To cut to the chase, Milland is being framed for a murder by murderer Laughton, who doesn’t know the true identity of the guy he is trying to frame. It sounds better than it plays out. The whole scenario is played too lightly and with no atmosphere. The source novel by Kenneth Fearing has lost something in Jonathan Latimer’s screenplay. Though the tycoon’s final misstep as he escapes into his personal elevator is savagely noir.
Thankfully the affair is saved by an uproarious turn from a supporting actress in a part that occupies less than seven minutes of screen time. British-born character actor Elsa Lanchester – Laughton’s wife and Mrs Frakenstein in the camp classic Bride of Frankenstein (1935) – is a zany bohemian painter, who by chance gets tangentially mixed-up with Milland and proceeds to steal the picture – there is a pun here you will recognise if you have seen the movie or watch the clip below. She keeps turning up and closes the movie with a neat scene of comic irony.

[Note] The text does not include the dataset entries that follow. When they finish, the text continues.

impl ResilientProvider {
    /// Creates a provider over `transport`.
    pub fn new(transport: Arc<dyn RpcTransport>, metrics: GuardianMetrics) -> Self {
        Self {
            transport,
            metrics,
            watchdog: None,
            retry_delay: FETCH_EVENTS_RETRY_TIMEOUT,
        }
    }

    /// Overrides the delay between retries.
    pub fn with_retry_delay(mut self, retry_delay: Duration) -> Self {
        self.retry_delay = retry_delay;
        self
    }

    /// Feeds every block number this provider sees into `watchdog`.
    pub fn attach_watchdog(&mut self, watchdog: Arc<StallWatchdog>) {
        self.watchdog = Some(watchdog);
    }

    /// An equivalent provider on a new connection with no watchdog attached.
    pub fn fresh_instance(&self) -> Self {
        Self {
            transport: self.transport.reconnect(),
            metrics: self.metrics.clone(),
            watchdog: None,
            retry_delay: self.retry_delay,
        }
    }

    async fn metered<T, F>(&self, method: &str, exchange: F) -> Result<T>
    where
        F: Future<Output = std::result::Result<T, RpcError>>,
    {
        self.metrics.rpc_requests.with_label_values(&[method]).inc();
        let timer = self
            .metrics
            .rpc_duration
            .with_label_values(&[method])
            .start_timer();

        let result = exchange.await;
        timer.observe_duration();

        if let Err(e) = &result {
            self.metrics.rpc_errors.with_label_values(&[method]).inc();
            debug!("{method} failed: {e}");
        }
        result.context(RpcSnafu)
    }

    /// Sends one metered request.
    pub async fn request(&self, method: &str, params: Value) -> Result<Value> {
        self.metered(method, self.transport.request(method, params)).await
    }

    async fn request_as<T: DeserializeOwned>(&self, method: &str, params: Value) -> Result<T> {
        let value = self.request(method, params).await?;
        serde_json::from_value(value).context(DecodeSnafu { method })
    }

    fn observe_block(&self, block_number: u64) {
        if let Some(watchdog) = &self.watchdog {
            watchdog.observe_block(block_number);
        }
    }

    /// Chain id served by the node.
    pub async fn chain_id(&self) -> Result<u64> {
        let id: U64 = self.request_as("eth_chainId", json!([])).await?;
        Ok(id.to())
    }

    /// Current head block number.
    pub async fn block_number(&self) -> Result<u64> {
        let number: U64 = self.request_as("eth_blockNumber", json!([])).await?;
        let number = number.to();
        self.observe_block(number);
        Ok(number)
    }

    /// Header of the block selected by `tag`.
    pub async fn get_block(&self, tag: BlockTag) -> Result<BlockHeader> {
        let (method, params) = match tag {
            BlockTag::Hash { hash, .. } => ("eth_getBlockByHash", json!([hash, false])),
            other => ("eth_getBlockByNumber", json!([other.to_param(), false])),
        };
        let raw: Option<RawHeader> = self.request_as(method, params).await?;
        let header = BlockHeader::from(raw.ok_or_else(|| ProviderError::BlockNotFound {
            tag: tag.to_string(),
        })?);
        self.observe_block(header.number);
        Ok(header)
    }

    /// Header of the chain head.
    pub async fn latest_block(&self) -> Result<BlockHeader> {
        self.get_block(BlockTag::Latest).await
    }

    /// `eth_call` against `to` at `tag`.
    pub async fn call(&self, to: Address, data: Bytes, tag: BlockTag) -> Result<Bytes> {
        self.request_as(
            "eth_call",
            json!([{ "to": to, "data": data }, tag.to_param()]),
        )
        .await
    }

    /// Sends every `(to, data)` call as one batched exchange at `tag` and returns the outputs in
    /// order. Any failed call fails the whole read.
    pub async fn call_batch(&self, calls: &[(Address, Bytes)], tag: BlockTag) -> Result<Vec<Bytes>> {
        let requests = calls
            .iter()
            .map(|(to, data)| {
                (
                    "eth_call".to_owned(),
                    json!([{ "to": to, "data": data }, tag.to_param()]),
                )
            })
            .collect();
        let outcomes = self
            .metered(BATCH_METHOD, self.transport.batch(requests))
            .await?;
        if outcomes.len() != calls.len() {
            return Err(ProviderError::BatchSize {
                expected: calls.len(),
                actual: outcomes.len(),
            });
        }

        outcomes
            .into_iter()
            .map(|outcome| {
                let value = outcome.context(RpcSnafu)?;
                serde_json::from_value(value).context(DecodeSnafu { method: "eth_call" })
            })
            .collect()
    }

    /// ABI encoded `eth_call`.
    pub async fn call_contract<C: SolCall>(
        &self,
        to: Address,
        call: &C,
        tag: BlockTag,
    ) -> Result<C::Return> {
        let output = self.call(to, call.abi_encode().into(), tag).await?;
        C::abi_decode_returns(&output, true).context(AbiDecodeSnafu { to })
    }

    /// Logs matching `filter`.
    pub async fn get_logs(&self, filter: &Filter) -> Result<Vec<Log>> {
        self.request_as("eth_getLogs", json!([filter])).await
    }

    /// Merkle proof of `address` and `storage_keys` at `tag`.
    pub async fn get_proof(
        &self,
        address: Address,
        storage_keys: &[B256],
        tag: BlockTag,
    ) -> Result<EIP1186AccountProofResponse> {
        self.request_as(
            "eth_getProof",
            json!([address, storage_keys, tag.to_param()]),
        )
        .await
    }

    /// Resolves the chain id and checks it against `expected`.
    pub async fn detect_network(&self, expected: u64) -> std::result::Result<u64, Fatal> {
        let mut last_error = String::new();
        for attempt in 1..=NETWORK_DETECTION_ATTEMPTS {
            match self.chain_id().await {
                Ok(chain_id) if chain_id == expected => {
                    info!("🌐 Connected to chain {chain_id}");
                    return Ok(chain_id);
                }
                Ok(actual) => return Err(Fatal::UnexpectedNetwork { expected, actual }),
                Err(e) => {
                    warn!("⚠️ Network detection attempt {attempt} failed: {e}");
                    last_error = e.to_string();
                    if attempt < NETWORK_DETECTION_ATTEMPTS {
                        sleep(self.retry_delay).await;
                    }
                }
            }
        }
        Err(Fatal::NetworkUndetectable {
            message: last_error,
        })
    }

    /// Runs `fetch` over `start..=end`, splitting the range on provider limits.
    ///
    /// A range-limit error switches to chunks of [`FALLBACK_CHUNK_SIZE`] blocks, each retried
    /// once. Any other error retries the whole range up to [`MAX_FETCH_RETRIES`] times.
    pub async fn fetch_events_fall_over<T, F, Fut>(
        &self,
        start: u64,
        end: u64,
        fetch: F,
    ) -> Result<Vec<T>>
    where
        F: Fn(u64, u64) -> Fut,
        Fut: Future<Output = Result<Vec<T>>>,
    {
        let mut attempt = 0;
        loop {
            match fetch(start, end).await {
                Ok(events) => return Ok(events),
                Err(e) if e.is_range_limit() && end > start => {
                    warn!("⚠️ Range {start}..={end} hit a provider limit ({e}), splitting");
                    return self.fetch_in_chunks(start, end, &fetch).await;
                }
                Err(e) if attempt < MAX_FETCH_RETRIES => {
                    attempt += 1;
                    warn!("⚠️ Fetching {start}..={end} failed ({e}), retry {attempt}");
                    sleep(self.retry_delay).await;
                }
                Err(e) => {
                    return Err(ProviderError::FetchFailed {
                        from_block: start,
                        to_block: end,
                        source: Box::new(e),
                    })
                }
            }
        }
    }

    async fn fetch_in_chunks<T, F, Fut>(&self, start: u64, end: u64, fetch: &F) -> Result<Vec<T>>
    where
        F: Fn(u64, u64) -> Fut,
        Fut: Future<Output = Result<Vec<T>>>,
    {
        let mut events = Vec::new();
        let mut chunk_start = start;
        while chunk_start <= end {
            let chunk_end = end.min(chunk_start + FALLBACK_CHUNK_SIZE - 1);
            let chunk = match fetch(chunk_start, chunk_end).await {
                Ok(chunk) => chunk,
                Err(e) => {
                    debug!("chunk {chunk_start}..={chunk_end} failed ({e}), retrying once");
                    sleep(self.retry_delay).await;
                    fetch(chunk_start, chunk_end)
                        .await
                        .map_err(|e| ProviderError::FetchFailed {
                            from_block: chunk_start,
                            to_block: chunk_end,
                            source: Box::new(e),
                        })?
                }
            };
            events.extend(chunk);
            chunk_start = chunk_end + 1;
        }
        Ok(events)
    }
}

This is her story. She first appears in an antique shop where she and a drunken Milland in the company of the tycoon’s girlfriend haggle over a rather grotesque painting.
Good-Morning! Tony,
I would have to say that your review of this film is once again…Straightforward without “mincing” of any words.
What a coincidence,I plan to “take a look” at the film “The Big Clock” this week too…over there on my?!? Ning.
Thanks, for sharing the video too!
DeeDee 😉 🙂
LikeLike
Excellent and concise write-up of this movie. The plot was far more enthralling when it was remade in the ’80s as ‘No Way Out’ and the atmosphere far more broodingly rich in ‘Alias Nick Beal’ by the same team.
LikeLike
Thanks DeeDee and bobbyj. Definitely agree with you bobby on the 80s No Way Out and Alias Nick Beal.
LikeLike
Another excellent review of an often underestimated film. I agree with Bobby J. on the re-make being a stronger piece, but Farrow, Seitz and Milland make major contributions here.
LikeLike
Yeah I’m not big on this film either. I remember being really disappointed when I watched it. We all have movies in a particular genre that don’t speak or move us. I slot this one right up there with Detour, DOA, I Wake Up Screaming, and Crossfire as heavyweight noirs I don’t care for……
LikeLike
Just saw this, I actually quite liked it. I think it has a lot going for it. Milland the cast are quite good, and I felt the climax, with the creepy music as the noose tightens leading up to that “savagely noir” final resolution, really delivered the goods as far as pulse-quickening thrills. And it’s always nice to watch a Noir which features A-list talent across the board and something more than a shoestring budget.
LikeLike
Thanks Lee. I was hard on the movie, and will have to give it another look. Sorry for the delay in responding – I have been on sabbatical.